Si Pitol trabaja con lo suprimido es porque busca demostrar que todo ejercicio de autoexégesis resulta imposible. O mejor aún: indeseable. El autoconocimiento no debe ni puede ser el resultado de las escrituras del yo. En Pitol la inestabilidad del sujeto, del género textual y de la memoria, están acompañadas de la multiplicación de voces personales. El yo se escinde, trastocado por experiencias ajenas, pero también en la multiplicación de registros autobiográficos. Los distintos volúmenes en donde Pitol narra fragmentos de su vida implican tanto una ruptura en la unidad del yo, como una diversificación de sus perspectivas y representaciones. Y es que, para Pitol, la interpretación del mundo es siempre cambiante, lo cual se comprueba lo mismo al leer un libro muchas veces que al intentar asir la identidad de los sujetos: nuestro carácter móvil e inestable impide que podamos conocernos de manera plena. Por eso, la memoria en Pitol adquiere la forma de una serie de juegos con la identidad, en donde varios yos expresan sus múltiples posibilidades vitales, lo cual deja ver el artificio constitutivo de todo relato de la subjetividad. La identidad como mutación y artificio narrativo. Para Pitol, más que esencia estable, toda identidad es el proceso (complejo, múltiple, itinerante) de búsqueda que un sujeto realiza para constituirse a través del lenguaje.

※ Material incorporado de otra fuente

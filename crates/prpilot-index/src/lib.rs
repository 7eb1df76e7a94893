//! Incremental cross-language code knowledge index.
//!
//! Source files are split into semantic chunks with tree-sitter (or into
//! paragraphs for languages without a grammar), embedded and stored in a
//! vector collection. Call sites are recorded as symbolic edges and resolved
//! against the whole collection, giving a dependency graph that survives
//! incremental updates. A [`reconciler::Reconciler`] keeps both in step with
//! a working tree; a [`retriever::Retriever`] answers similarity queries for
//! a diff.

pub mod callgraph;
pub mod chunker;
pub mod config;
pub mod context;
pub mod diff;
pub mod embedder;
pub mod error;
pub mod graph;
pub mod in_memory_store;
pub mod languages;
pub mod qdrant_ops;
pub mod reconciler;
pub mod retriever;
pub mod scan;
pub mod store;
pub mod vector_store;
pub mod watcher;

pub use config::Config;
pub use error::{IndexError, Result};
pub use graph::{DependencyGraph, Direction};
pub use reconciler::{ReconcileReport, Reconciler};
pub use retriever::{QueryResult, RetrievalMode, RetrievalRequest, Retriever};
pub use store::IndexStore;
pub use vector_store::VectorStore;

Si para Pitol el yo es de por sí un disfraz, esto se potencia cuando el contexto de su enunciación está plagado de simulaciones. Al hablar sobre El desfile del amor, Juan Villoro afirma la «carga política» de la novela: «Aunque posee tensión de thriller, no podría tener un desenlace. Metáfora de México, retrata una sociedad donde la verdad es impronunciable y toda explicación pública, un simulacro». Este planteamiento le otorga otra explicación a la escritura autobiográfica de Pitol: si el país funciona por una moral de hipocresías y simulaciones, la vida personal no puede ser sino un fingimiento más. La memoria de Pitol puede sintetizarse, acaso, en esa ineludible certeza: la ficción nos defiende de aquello que acecha a la intimidad. Una forma de decir, después de todo, que rastrear recuerdos inventados ofrece un mejor retrato que los rumores en torno a la vida privada de un autor.